GIVEN RECORDS —
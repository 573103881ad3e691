//! Index-aligned storage for the input point cloud.
//!
//! Points are kept as a structure of arrays: `x` and `y` are always present,
//! `z` is present when the layout carries an elevation column, and `h`/`v`
//! (horizontal and vertical uncertainty proxies) are present when the layout
//! carries uncertainty columns. Every array is indexed by the same
//! [`PointIndex`], which is the handle triangles and edges refer to.
//!
//! # Examples
//!
//! ```rust
//! use trigrid::core::point_store::{PointLayout, PointStore};
//!
//! let mut store = PointStore::new(PointLayout::XYZ);
//! store.push(&[0.0, 0.0, 1.0]).unwrap();
//! store.push(&[1.0, 0.0, 2.0]).unwrap();
//!
//! assert_eq!(store.len(), 2);
//! assert_eq!(store.z(1), Some(2.0));
//! ```

use serde::{Deserialize, Serialize};
use thiserror::Error;

/// Index of a point inside a [`PointStore`].
///
/// Triangulation engines hand back signed 32-bit indices, so a `u32` covers the
/// full representable range while keeping triangles and edges compact.
pub type PointIndex = u32;

/// Largest number of points a single run may hold.
///
/// Matches the index range a triangulation engine is required to address.
pub const MAX_POINTS: usize = i32::MAX as usize;

/// Errors raised while populating a [`PointStore`].
#[derive(Clone, Debug, Error, PartialEq, Eq)]
pub enum PointStoreError {
    /// Adding another point would exceed the representable index range.
    #[error("cannot triangulate more than {limit} points")]
    CapacityExceeded {
        /// The configured point limit.
        limit: usize,
    },
    /// A record did not carry enough values for the active layout.
    #[error("record has {found} values but the {layout} layout needs {expected}")]
    MissingField {
        /// Number of values the layout needs.
        expected: usize,
        /// Number of values supplied.
        found: usize,
        /// Human readable layout name.
        layout: PointLayout,
    },
}

/// Which columns an input record carries, interpreted positionally.
#[derive(Clone, Copy, Debug, PartialEq, Eq, Hash, Serialize, Deserialize)]
pub struct PointLayout {
    /// Records carry an elevation column after `x, y`.
    pub elevation: bool,
    /// Records carry `h, v` uncertainty columns after the coordinates.
    pub uncertainty: bool,
}

impl PointLayout {
    /// `(x, y)` records.
    pub const XY: Self = Self {
        elevation: false,
        uncertainty: false,
    };
    /// `(x, y, z)` records.
    pub const XYZ: Self = Self {
        elevation: true,
        uncertainty: false,
    };
    /// `(x, y, h, v)` records.
    pub const XYHV: Self = Self {
        elevation: false,
        uncertainty: true,
    };
    /// `(x, y, z, h, v)` records.
    pub const XYZHV: Self = Self {
        elevation: true,
        uncertainty: true,
    };

    /// Number of numeric columns a record must supply.
    #[must_use]
    pub const fn columns(self) -> usize {
        2 + self.elevation as usize + 2 * self.uncertainty as usize
    }
}

impl std::fmt::Display for PointLayout {
    fn fmt(&self, f: &mut std::fmt::Formatter<'_>) -> std::fmt::Result {
        match (self.elevation, self.uncertainty) {
            (false, false) => write!(f, "(x,y)"),
            (true, false) => write!(f, "(x,y,z)"),
            (false, true) => write!(f, "(x,y,h,v)"),
            (true, true) => write!(f, "(x,y,z,h,v)"),
        }
    }
}

/// Borrowed view of a single point.
#[derive(Clone, Copy, Debug, PartialEq)]
pub struct PointView {
    /// X coordinate.
    pub x: f64,
    /// Y coordinate.
    pub y: f64,
    /// Elevation, if the layout has one.
    pub z: Option<f64>,
    /// Horizontal uncertainty proxy, if the layout has one.
    pub h: Option<f64>,
    /// Vertical uncertainty proxy, if the layout has one.
    pub v: Option<f64>,
}

/// Arena of input points, populated once and read-only afterwards.
#[derive(Clone, Debug, PartialEq, Serialize, Deserialize)]
pub struct PointStore {
    layout: PointLayout,
    limit: usize,
    x: Vec<f64>,
    y: Vec<f64>,
    z: Vec<f64>,
    h: Vec<f64>,
    v: Vec<f64>,
}

impl PointStore {
    /// Creates an empty store for the given layout with the default [`MAX_POINTS`] limit.
    #[must_use]
    pub const fn new(layout: PointLayout) -> Self {
        Self::with_limit(layout, MAX_POINTS)
    }

    /// Creates an empty store that refuses to grow past `limit` points.
    #[must_use]
    pub const fn with_limit(layout: PointLayout, limit: usize) -> Self {
        Self {
            layout,
            limit,
            x: Vec::new(),
            y: Vec::new(),
            z: Vec::new(),
            h: Vec::new(),
            v: Vec::new(),
        }
    }

    /// The record layout this store was created for.
    #[must_use]
    pub const fn layout(&self) -> PointLayout {
        self.layout
    }

    /// Number of stored points.
    #[must_use]
    pub fn len(&self) -> usize {
        self.x.len()
    }

    /// Returns `true` if no point has been stored.
    #[must_use]
    pub fn is_empty(&self) -> bool {
        self.x.is_empty()
    }

    /// Appends one record, interpreted positionally according to the layout.
    ///
    /// Values past the layout's column count are ignored. Uncertainty proxies
    /// are stored as absolute values.
    ///
    /// # Errors
    ///
    /// Returns [`PointStoreError::MissingField`] if `values` is too short and
    /// [`PointStoreError::CapacityExceeded`] if the store is full.
    pub fn push(&mut self, values: &[f64]) -> Result<PointIndex, PointStoreError> {
        let expected = self.layout.columns();
        if values.len() < expected {
            return Err(PointStoreError::MissingField {
                expected,
                found: values.len(),
                layout: self.layout,
            });
        }
        let index = self.len();
        if index >= self.limit {
            return Err(PointStoreError::CapacityExceeded { limit: self.limit });
        }

        self.x.push(values[0]);
        self.y.push(values[1]);
        let mut column = 2;
        if self.layout.elevation {
            self.z.push(values[column]);
            column += 1;
        }
        if self.layout.uncertainty {
            self.h.push(values[column].abs());
            self.v.push(values[column + 1].abs());
        }

        // index < limit <= MAX_POINTS, which fits in a PointIndex
        Ok(index as PointIndex)
    }

    /// Releases spare capacity once reading has finished.
    pub fn shrink_to_fit(&mut self) {
        self.x.shrink_to_fit();
        self.y.shrink_to_fit();
        self.z.shrink_to_fit();
        self.h.shrink_to_fit();
        self.v.shrink_to_fit();
    }

    /// All x coordinates.
    #[must_use]
    pub fn xs(&self) -> &[f64] {
        &self.x
    }

    /// All y coordinates.
    #[must_use]
    pub fn ys(&self) -> &[f64] {
        &self.y
    }

    /// All elevations, or `None` if the layout has no elevation column.
    #[must_use]
    pub fn zs(&self) -> Option<&[f64]> {
        self.layout.elevation.then_some(self.z.as_slice())
    }

    /// All horizontal uncertainty proxies, if present.
    #[must_use]
    pub fn hs(&self) -> Option<&[f64]> {
        self.layout.uncertainty.then_some(self.h.as_slice())
    }

    /// All vertical uncertainty proxies, if present.
    #[must_use]
    pub fn vs(&self) -> Option<&[f64]> {
        self.layout.uncertainty.then_some(self.v.as_slice())
    }

    /// The `(x, y)` coordinate pair of point `i`.
    ///
    /// # Panics
    ///
    /// Panics if `i` is out of range.
    #[inline]
    #[must_use]
    pub fn xy(&self, i: PointIndex) -> [f64; 2] {
        let i = i as usize;
        [self.x[i], self.y[i]]
    }

    /// Elevation of point `i`, if the layout has one.
    #[inline]
    #[must_use]
    pub fn z(&self, i: PointIndex) -> Option<f64> {
        self.zs().map(|z| z[i as usize])
    }

    /// Borrowed view of point `i`, or `None` if out of range.
    #[must_use]
    pub fn get(&self, i: PointIndex) -> Option<PointView> {
        let idx = i as usize;
        if idx >= self.len() {
            return None;
        }
        Some(PointView {
            x: self.x[idx],
            y: self.y[idx],
            z: self.zs().map(|z| z[idx]),
            h: self.hs().map(|h| h[idx]),
            v: self.vs().map(|v| v[idx]),
        })
    }
}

PROBLEM TO WORK ON —
From the data above, reproduce word for word the lines running from the line with "Records carry an" to the line with "impl std::fmt::Display for", ends included.

OUTPUT —
    /// Records carry an elevation column after `x, y`.
    pub elevation: bool,
    /// Records carry `h, v` uncertainty columns after the coordinates.
    pub uncertainty: bool,
}

impl PointLayout {
    /// `(x, y)` records.
    pub const XY: Self = Self {
        elevation: false,
        uncertainty: false,
    };
    /// `(x, y, z)` records.
    pub const XYZ: Self = Self {
        elevation: true,
        uncertainty: false,
    };
    /// `(x, y, h, v)` records.
    pub const XYHV: Self = Self {
        elevation: false,
        uncertainty: true,
    };
    /// `(x, y, z, h, v)` records.
    pub const XYZHV: Self = Self {
        elevation: true,
        uncertainty: true,
    };

    /// Number of numeric columns a record must supply.
    #[must_use]
    pub const fn columns(self) -> usize {
        2 + self.elevation as usize + 2 * self.uncertainty as usize
    }
}

impl std::fmt::Display for PointLayout {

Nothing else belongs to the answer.